Separation of concerns (SoC) techniques such as computational
reflection, aspect-oriented programming and subject-oriented
programming have been successfully used to produce systems whose
concerns are well separated thereby facilitating reuse and evolution of
system components or systems as a whole. However, a criticism of
techniques such as computational reflection is degraded performance
when compared with systems designed and built using conventional
software engineering techniques. Also, it is difficult to assess the
degree of flexibility for reuse and evolution of systems provided by
the adoption of these SoC techniques. More seriously, is the use of
these techniques double-edged? Can these systems suffer a the ripple
effect, where a small change in some part has unexpected and
potentially dangerous effects on the whole?
Goal
====
This track aims to bring together researchers to share experiences
inusing SoC techniques and explore the practical problems of existing
tools, environments, etc. The track will address questions like: Can
performance degradation be limited? Are unexpected changes dealt with
by reflective or aspect-oriented systems? Is there any experience of
long term evolution that shows a higher degree of flexibility of
systems developed with such techniques?
How such techniques cope with architectural erosion? Are these
techniques helpful to deal with evolution of legacy systems?

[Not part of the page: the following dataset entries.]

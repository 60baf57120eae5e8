//! reStructuredText parser with Markdown inline extensions.
//!
//! The pipeline has three stages. The [`tokenizer`] turns source text into
//! a token stream with explicit indent tokens; the [`parser`] consumes the
//! stream with a recursive, indentation-driven block parser that calls an
//! inline recognizer for text runs and a directive subsystem for `..`
//! blocks; the [`resolver`] then walks the finished tree once to resolve
//! substitutions and hyperlink references, so forward references work.
//!
//! ```
//! use rstext::{parse_source, Options};
//!
//! let out = parse_source("*hello*", Options::default()).unwrap();
//! assert!(!out.has_toc);
//! ```
//!
//! Parsing is synchronous and pure apart from the two injectable
//! callbacks: a file locator used by the `include`, `code-block` and `raw`
//! directives, and a diagnostic sink that decides whether an error unwinds
//! the parse.

pub mod ast;
pub mod messages;
pub mod parser;
pub mod resolver;
pub mod tokenizer;

pub use ast::{eq_ignore_style, NodeKind, RstNode};
pub use messages::{
    default_msg_handler, Diagnostic, MsgHandler, MsgKind, ParseError, Severity,
};
pub use parser::{default_find_file, FindFileHandler, Options, Parser, SharedState};
pub use resolver::rstnode_to_refname;
pub use tokenizer::{tokenize, Token, TokenKind};

/// Result of a successful parse.
#[derive(Debug, Clone, PartialEq)]
pub struct ParseOutput {
    pub doc: RstNode,
    /// A `contents` directive was seen.
    pub has_toc: bool,
}

/// Parse a document. `line` and `col` shift reported positions, for text
/// that does not start at the top of its file. `None` callbacks select the
/// defaults: a locator that accepts existing files and a sink that prints
/// to stderr and aborts on errors.
pub fn parse(
    text: &str,
    filename: &str,
    line: usize,
    col: usize,
    options: Options,
    find_file: Option<FindFileHandler>,
    msg_handler: Option<MsgHandler>,
) -> Result<ParseOutput, ParseError> {
    let mut shared = SharedState::new(options, find_file, msg_handler);
    let mut tokens = Vec::new();
    let base = tokenize(text, options.skip_pounds, &mut tokens);
    let mut p = Parser::new(tokens, filename, line, col + base, &mut shared);
    let doc = p.parse_doc()?;
    let doc = p.resolve_subs(doc)?;
    Ok(ParseOutput {
        doc,
        has_toc: p.has_toc(),
    })
}

/// [`parse`] with default position, filename, and callbacks.
pub fn parse_source(text: &str, options: Options) -> Result<ParseOutput, ParseError> {
    parse(text, "", 0, 0, options, None, None)
}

Authors are invited to submit original papers. Submissions are
encouraged, but not limited, to the following topics:
- Software architectures
- Configuration management systems
- Software reuse and evolution
- Performance issues for metalevel and aspect oriented systems
- Software engineering tools
- Consistency, integrity
- Security
- Generative approaches
- Analysis and evaluation of software systems
- Practical experiences in using reflection, composition filters,
aspect- and subject- orientation
- Evolution of legacy systems
- Reflective and aspect oriented middleware for distributed systems
- Formal methods for metalevel systems
Program Co-Chairs
=================
Antonella Di Stefano, Eng. Dept., Catania University, Italy
Giuseppe Pappalardo, Computer Science Dept., Catania University, Italy
Corrado Santoro, Eng. Dept., Catania University, Italy
Emiliano Tramontana, Computer Science Dept., Catania University, Italy
Ian Welch, School of Math. & Comp. Sciences, Victoria University, New
Zealand
Program Committee
==================
Mehmet Aksit, University of Twente, The Netherlands
Walter Cazzola, Milano University, Italy
Shigeru Chiba, Tokyo Institute of Technology, Japan
Yvonne Coady, University of Victoria, Canada
Angelo Corsaro, Washington University in St. Louis, USA
Fábio Costa, Federal University of Goiás, Brazil
Geoff Coulson, Lancaster University, UK
Hector Duran-Limon, Monterrey Institute of Technology (ITESM), Mexico
Jean-Charles Fabre, LAAS, France
Marco Fargetta, Catania University, Italy
Ira Forman, IBM, Austin USA
Chris Gill, Washington University, USA
Paul Grace, Lancaster University, UK
Maciej Koutny, University of Newcastle-upon-Tyne, UK
Douglas Schmidt, Vanderbilt University, USA
Robert Stroud, University of Newcastle-upon-Tyne, UK
Steve Vinoski, IONA Technologies, USA
Nanbor Wang, Tech-X Corporation, USA
Submission Guidelines
=====================
Original papers from the above mentioned or other related areas will be
considered. Only full papers about original and unpublished research
are sought. Parallel submission to other conferences or racks is not
acceptable. Submission should be sent by email either to Ian Welch
ian@mcs.vuw.ac.nz or Emiliano Tramontana tramontana@dmi.unict.it (make
sure that the subject of the email is PSC05 Submission)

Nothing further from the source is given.